February 1, 2012

ABLE talk addresses diversity issues

Approximately 40 students, faculty and staff crowded into the Allied Blacks for Liberty and Equality (ABLE) House on Wednesday night to share views on what diversity meant to them, their own experiences with diversity at Knox and what could be done to address gaps in diversity education.

The discussion was sparked by a petition circulated to club presidents by junior Rana Tahir. In the petition, Tahir expressed concern about the removal of the Freshman Preceptorial (FP) diversity requirement and asked students to “demand” that it be reinstated.

“We have a right to demand things of our education,” she said. “I hope we can talk honestly, openly, and see where we can move forward with this.”

Dean of the College Lawrence Breitborde explained the process through which the decision to remove the diversity component from FP was reached. With the introduction of the new FP format in the fall, Breitborde did not want any limitations on the topics faculty could propose.

“We’d never really defined what was meant by diversity in FP,” he said. “It seemed like it might’ve constrained the response.”

In addition to the diversity component of FP, all Knox students have long been required to take an additional course designated “DV” for diversity. According to data from the Office of the Registrar, 75 percent of the class of 2010 had taken more than the minimum number of DV courses.

“What bothers me is, what about that other 25 percent?” junior Lilly Saenz said. “I think people are always like, ‘Oh, it’s a requirement,’ but it’s just like … realizing that something you say and the way you say it can really offend someone.”

The discussion quickly expanded beyond FP to address the broader issue of attitudes towards diversity at Knox.

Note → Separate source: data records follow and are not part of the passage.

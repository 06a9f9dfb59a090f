#![doc(test(attr(deny(warnings))))]

//! Tracker Core offers record, ledger, and advisory primitives for tracking
//! daily calorie intake and cash spending against per-day limits.

pub mod advice;
pub mod config;
pub mod currency;
pub mod errors;
pub mod ledger;
pub mod time;

use std::sync::Once;

static INIT_TRACING: Once = Once::new();

/// Initializes global tracing and emits a startup info log.
pub fn init() {
    INIT_TRACING.call_once(|| {
        use tracing_subscriber::{fmt, EnvFilter};

        let filter =
            EnvFilter::from_default_env().add_directive("tracker_core=info".parse().unwrap());

        fmt().with_env_filter(filter).init();
        tracing::info!("Tracker Core tracing initialized.");
    });
}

One thing most participants agreed on was the need for more emphasis on diversity, not just for students, but for faculty as well, as they may want to discuss issues of diversity but may not have the language or confidence to do so.

“I think of diversity as a skill set,” senior Angie Ostaszewski said. “Focusing on something like diversity training that focuses on how you think and not just the material you use is a really great idea.”

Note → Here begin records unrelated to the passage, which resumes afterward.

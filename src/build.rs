//! # Version Builder
//!
//! Builds the documentation for one release of one spec: force the clone
//! onto the checkout target, run the repository's own docs build, and move
//! the resulting `output/` directory to its durable destination.
//!
//! Ideally `make docs` is all any spec needs. Three specs predate build
//! tooling they are now run with and need their Makefile patched in place
//! first; those fixups are frozen per-spec shell pipelines selected by name,
//! not a general mechanism. Each pipeline writes the patched file to
//! `Makefile.new`, which is removed again after the build whatever the
//! outcome.

use std::fs;
use std::path::Path;
use std::process::Command;

use log::info;

use crate::error::{Error, Result};
use crate::git;

/// Name of the patched build file the special-case pipelines leave behind.
const PATCHED_MAKEFILE: &str = "Makefile.new";

/// How to invoke the docs build for a given spec.
#[derive(Debug, Clone, Copy, PartialEq, Eq)]
pub enum BuildStrategy {
    /// Plain `make docs`, the contract every well-behaved spec honors.
    Generic,
    /// image-spec: docker `-it` flag fixup plus pandoc title metadata, with a
    /// version-pinned `go get` fallback when the first build fails.
    Image,
    /// distribution-spec: same as `Image` plus a `go mod init` rewrite and
    /// removal of `output/.gitkeep` after a successful build.
    Distribution,
    /// runtime-spec: docker flag fixup plus a `go mod init main` rewrite.
    Runtime,
}

/// An executable command description: program plus arguments. Pure data so
/// strategy selection and rendering can be tested without running anything.
#[derive(Debug, Clone, PartialEq, Eq)]
pub struct BuildCommand {
    pub program: &'static str,
    pub args: Vec<String>,
}

impl BuildStrategy {
    /// Select the strategy for a spec by name.
    pub fn for_spec(spec_name: &str) -> Self {
        match spec_name {
            "image" => Self::Image,
            "distribution" => Self::Distribution,
            "runtime" => Self::Runtime,
            _ => Self::Generic,
        }
    }

    /// Render the build invocation for a checkout target.
    pub fn command(&self, target: &str) -> BuildCommand {
        match self {
            Self::Generic => BuildCommand {
                program: "make",
                args: vec!["docs".to_string()],
            },
            Self::Image => BuildCommand {
                program: "sh",
                args: vec![
                    "-c".to_string(),
                    format!(
                        r#"cat Makefile | sed 's/-it/-i/g' | sed 's|-f gfm|-f gfm --metadata title="Open Container Initiative Image Format Specification"|g' > Makefile.new && (make -f Makefile.new docs || (cd .tool/ && go get github.com/opencontainers/image-spec/specs-go@{target} && cd ../ && make -f Makefile.new docs))"#
                    ),
                ],
            },
            Self::Distribution => BuildCommand {
                program: "sh",
                args: vec![
                    "-c".to_string(),
                    format!(
                        r#"cat Makefile | sed 's/-it/-i/g' | sed 's/go mod init \&\& \\/\(rm -f go.* \&\& go mod init main \)\&\& \\/g' | sed 's|-f gfm|-f gfm --metadata title="Open Container Initiative Distribution Specification"|g'> Makefile.new && (make -f Makefile.new docs || (cd .tool/ && go get github.com/opencontainers/distribution-spec/specs-go@{target} && cd ../ && make -f Makefile.new docs)) && rm -f output/.gitkeep"#
                    ),
                ],
            },
            Self::Runtime => BuildCommand {
                program: "sh",
                args: vec![
                    "-c".to_string(),
                    format!(
                        r#"cat Makefile | sed 's/-it/-i/g' | sed 's/go mod init \\/go mod init main \\/g' > Makefile.new && (make -f Makefile.new docs || (cd .tool/ && go get github.com/opencontainers/runtime-spec/specs-go@{target} && cd ../ && make -f Makefile.new docs))"#
                    ),
                ],
            },
        }
    }
}

/// Run the docs build for `spec_name` at `target` inside `clone_dir`.
///
/// The leftover patched Makefile is removed whether the build succeeds or
/// not; a non-zero exit is fatal.
pub fn run_build(clone_dir: &Path, spec_name: &str, target: &str) -> Result<()> {
    let command = BuildStrategy::for_spec(spec_name).command(target);
    info!(
        "[{}] running docs build: {} {}",
        spec_name,
        command.program,
        command.args.join(" ")
    );

    let result = Command::new(command.program)
        .args(&command.args)
        .current_dir(clone_dir)
        .output();

    // Leftover from the special-case pipelines; harmless if absent.
    let _ = fs::remove_file(clone_dir.join(PATCHED_MAKEFILE));

    let output = result.map_err(|e| Error::Build {
        spec: spec_name.to_string(),
        target: target.to_string(),
        stderr: e.to_string(),
    })?;

    if !output.status.success() {
        return Err(Error::Build {
            spec: spec_name.to_string(),
            target: target.to_string(),
            stderr: String::from_utf8_lossy(&output.stderr).to_string(),
        });
    }
    Ok(())
}

/// Move the `output/` directory a successful build left in `clone_dir` to
/// its durable destination. Rename, not copy: the destination is expected to
/// live on the same filesystem as the workspace.
pub fn relocate_output(clone_dir: &Path, spec_name: &str, dest: &Path) -> Result<()> {
    let produced = clone_dir.join("output");
    if !produced.is_dir() {
        return Err(Error::OutputMissing {
            spec: spec_name.to_string(),
            path: produced,
        });
    }
    info!("[{}] moving output/ to {}", spec_name, dest.display());
    fs::rename(&produced, dest)?;
    Ok(())
}

/// Build one release end to end: checkout, clean, docs build, then move the
/// produced `output/` directory to `dest`.
pub fn build_release(clone_dir: &Path, spec_name: &str, target: &str, dest: &Path) -> Result<()> {
    git::checkout_force(clone_dir, target)?;
    git::clean_force(clone_dir, target)?;
    run_build(clone_dir, spec_name, target)?;
    relocate_output(clone_dir, spec_name, dest)
}

#[cfg(test)]
mod tests {
    use super::*;

    #[test]
    fn test_strategy_selection_special_cases() {
        assert_eq!(BuildStrategy::for_spec("image"), BuildStrategy::Image);
        assert_eq!(
            BuildStrategy::for_spec("distribution"),
            BuildStrategy::Distribution
        );
        assert_eq!(BuildStrategy::for_spec("runtime"), BuildStrategy::Runtime);
    }

    #[test]
    fn test_strategy_selection_generic_for_anything_else() {
        assert_eq!(BuildStrategy::for_spec("selinux"), BuildStrategy::Generic);
        assert_eq!(BuildStrategy::for_spec(""), BuildStrategy::Generic);
        assert_eq!(BuildStrategy::for_spec("Image"), BuildStrategy::Generic);
    }

    #[test]
    fn test_generic_command_is_make_docs() {
        let cmd = BuildStrategy::Generic.command("v1.0.0");
        assert_eq!(cmd.program, "make");
        assert_eq!(cmd.args, vec!["docs"]);
    }

    #[test]
    fn test_image_command_pins_target_and_patches_makefile() {
        let cmd = BuildStrategy::Image.command("v1.0.1");
        assert_eq!(cmd.program, "sh");
        assert_eq!(cmd.args[0], "-c");
        let script = &cmd.args[1];
        assert!(script.contains("sed 's/-it/-i/g'"));
        assert!(script.contains("Image Format Specification"));
        assert!(script.contains("image-spec/specs-go@v1.0.1"));
        assert!(script.contains("make -f Makefile.new docs"));
    }

    #[test]
    fn test_distribution_command_removes_gitkeep() {
        let cmd = BuildStrategy::Distribution.command("v1.0.0");
        let script = &cmd.args[1];
        assert!(script.contains("Distribution Specification"));
        assert!(script.contains("distribution-spec/specs-go@v1.0.0"));
        assert!(script.ends_with("rm -f output/.gitkeep"));
        assert!(script.contains(r"go mod init main"));
    }

    #[test]
    fn test_runtime_command_rewrites_mod_init() {
        let cmd = BuildStrategy::Runtime.command("abc123");
        let script = &cmd.args[1];
        assert!(script.contains(r"sed 's/go mod init \\/go mod init main \\/g'"));
        assert!(script.contains("runtime-spec/specs-go@abc123"));
    }

    #[test]
    fn test_relocate_output_missing_directory_is_fatal() {
        let temp = tempfile::TempDir::new().unwrap();
        let dest = temp.path().join("dest");

        let err = relocate_output(temp.path(), "stub", &dest).unwrap_err();
        assert!(matches!(err, Error::OutputMissing { .. }));
        assert!(!dest.exists());
    }

    #[test]
    fn test_relocate_output_moves_not_copies() {
        let temp = tempfile::TempDir::new().unwrap();
        let produced = temp.path().join("output");
        std::fs::create_dir_all(&produced).unwrap();
        std::fs::write(produced.join("index.html"), "<html></html>").unwrap();

        let dest = temp.path().join("specs").join("v1.0.0");
        std::fs::create_dir_all(dest.parent().unwrap()).unwrap();
        relocate_output(temp.path(), "stub", &dest).unwrap();

        assert!(!produced.exists());
        assert!(dest.join("index.html").exists());
    }

    #[test]
    fn test_run_build_failure_is_fatal_and_cleans_patched_makefile() {
        let temp = tempfile::TempDir::new().unwrap();
        // No Makefile at all: the image pipeline writes Makefile.new from an
        // empty cat (sh reports the missing file) and the build fails.
        let err = run_build(temp.path(), "image", "v1.0.0").unwrap_err();
        assert!(matches!(err, Error::Build { .. }));
        assert!(!temp.path().join(PATCHED_MAKEFILE).exists());
    }

    #[test]
    fn test_run_build_generic_success_with_stub_makefile() {
        let temp = tempfile::TempDir::new().unwrap();
        std::fs::write(
            temp.path().join("Makefile"),
            "docs:\n\tmkdir -p output && echo ok > output/index.html\n",
        )
        .unwrap();
        run_build(temp.path(), "custom-spec", "v2").unwrap();
        assert!(temp.path().join("output/index.html").exists());
    }
}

Sophomore Melvin Taylor, who is African American, talked about being asked by other students if they could touch his hair. Saenz, who is Latina, mentioned that she had once been asked if she could swim because of the Mexican racial slur “wetback.” Freshman Gayoung Moon, who is Korean but grew up in the Dominican Republic, broke into tears when recounting derogatory nicknames she had been called because of her ethnicity.

“All experiences are going to be different … but what I have found is that having that feeling at all on our campus is troublesome and fundamentally wrong,” Tahir said.

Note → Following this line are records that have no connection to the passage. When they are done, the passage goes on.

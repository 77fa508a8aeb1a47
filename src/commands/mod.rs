//! Subcommand implementations

pub mod build;
pub mod completions;
pub mod validate;
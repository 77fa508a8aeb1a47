//! # Specs Site Library
//!
//! This library provides the core functionality for generating a static
//! documentation site from multiple versioned specification repositories. It
//! is used by the `specs-site` command-line tool but can also be embedded in
//! other automation that needs the same pipeline.
//!
//! ## Quick Example
//!
//! ```
//! use specs_site::config;
//!
//! let yaml = r#"
//! specs:
//!   - name: runtime
//!     remote: https://github.com/opencontainers/runtime-spec.git
//!     releases:
//!       - tag: v1.0.0
//!       - tag: v1.0.1
//! "#;
//! let config = config::parse(yaml).unwrap();
//! assert_eq!(config.specs[0].releases[1].checkout_target(), Some("v1.0.1"));
//! ```
//!
//! ## Core Concepts
//!
//! - **Configuration (`config`)**: The `specs.yaml` schema: an ordered list
//!   of specs, each with a git remote and releases declared oldest-first.
//! - **Layout (`layout`)**: Every path the generator touches, derived from a
//!   single root. No component ever changes the process working directory.
//! - **Git (`git`)**: The version-control collaborator, two operations via
//!   the system git binary: ensure a clone exists, force a worktree onto a
//!   ref.
//! - **Build (`build`)**: Per-release docs build, including the frozen
//!   Makefile-patching pipelines three specs need, and relocation of the
//!   produced `output/` directory.
//! - **Pipeline (`pipeline`)**: The sequential orchestration loop with its
//!   two idempotence rules (clone once per workspace, build once ever per
//!   release) and fail-fast error policy.
//! - **Site (`site`)**: Rendering of the aggregate `index.html`.
//!
//! ## Execution Flow
//!
//! `pipeline::run` ensures the shared git workspace exists, processes each
//! spec in declared order (clone, then each release newest-first: resolve
//! checkout target, skip if its output directory exists, otherwise checkout,
//! clean, build, relocate), and finally writes the index page. Any failure
//! at any step aborts the entire run.

pub mod build;
pub mod config;
pub mod error;
pub mod git;
pub mod layout;
pub mod output;
pub mod pipeline;
pub mod site;
//! # Build Command Implementation
//!
//! The `build` subcommand runs the whole generation pipeline: for every spec
//! in the configuration, ensure a clone exists, build every release whose
//! output directory is missing, and write the aggregate index page.
//!
//! The command is idempotent by construction: re-running it with an
//! unchanged configuration and filesystem performs no git or build work and
//! rewrites an identical index.

use std::path::PathBuf;
use std::time::Instant;

use anyhow::Result;
use clap::Args;

use specs_site::config::{self, DEFAULT_CONFIG_FILENAME};
use specs_site::layout::Layout;
use specs_site::output::{emoji, OutputConfig};
use specs_site::pipeline;

/// Arguments for the build command
#[derive(Args, Debug)]
pub struct BuildArgs {
    /// Path to the specs.yaml configuration file
    #[arg(short, long, value_name = "PATH", env = "SPECS_SITE_CONFIG")]
    pub config: Option<PathBuf>,

    /// Root directory for the workspace and generated site
    /// (defaults to the current directory)
    #[arg(short, long, value_name = "PATH")]
    pub root: Option<PathBuf>,

    /// Suppress all output except errors
    #[arg(short, long)]
    pub quiet: bool,
}

/// Execute the build command
pub fn execute(args: BuildArgs, color_flag: &str) -> Result<()> {
    let out = OutputConfig::from_env_and_flag(color_flag);
    let start_time = Instant::now();

    let config_path = args
        .config
        .unwrap_or_else(|| PathBuf::from(DEFAULT_CONFIG_FILENAME));
    if !config_path.exists() {
        anyhow::bail!("Configuration file not found: {}", config_path.display());
    }

    let layout = match args.root {
        Some(root) => Layout::new(root),
        None => Layout::from_current_dir()?,
    };

    if !args.quiet {
        println!(
            "{} Building specs site at {}",
            emoji(&out, "🏗️", "[BUILD]"),
            layout.root().display()
        );
    }

    let specs_config = config::from_file(&config_path)?;
    pipeline::run(&specs_config, &layout)?;

    if !args.quiet {
        let duration = start_time.elapsed();
        println!(
            "{} Wrote {} ({} specs, {:.1}s)",
            emoji(&out, "✅", "[OK]"),
            layout.index_file().display(),
            specs_config.specs.len(),
            duration.as_secs_f64()
        );
    }

    Ok(())
}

Sophomore Heidi Reidel brought up the need for more concern about diversity, not only in the classroom, but also in day-to-day life as well, citing her own experience living with Tahir as an example of the potential for students to learn from honest, open conversations with each other.

“I learned more from being in Rana’s life about [her] culture … than from ever being in the classroom,” she said.

Although Tahir and others called on faculty members to take a more active role in educating themselves about diversity, Associate Professor of History Konrad Hamilton emphasized that in the past, it has always been students who have effected change in regards to diversity at Knox. Both the creation of the Black Studies department and the original diversity requirement in FP were the results of student initiatives.

“I feel like I’ve gotta be my own advocate,” sophomore Sean Hopkins said. “You have to be bold and courageous with this.”

For those interested in learning more about the petition, it is printed as an open letter in this week’s Discourse section. Tahir will be tabling next week to gather signatures. Students with further concerns are also encouraged to speak with the Campus Diversity Committee, which meets at noon on Mondays in the McClelland Room of Seymour Union.

“This is only the beginning,” Taylor said. “A lot of good can come from this.”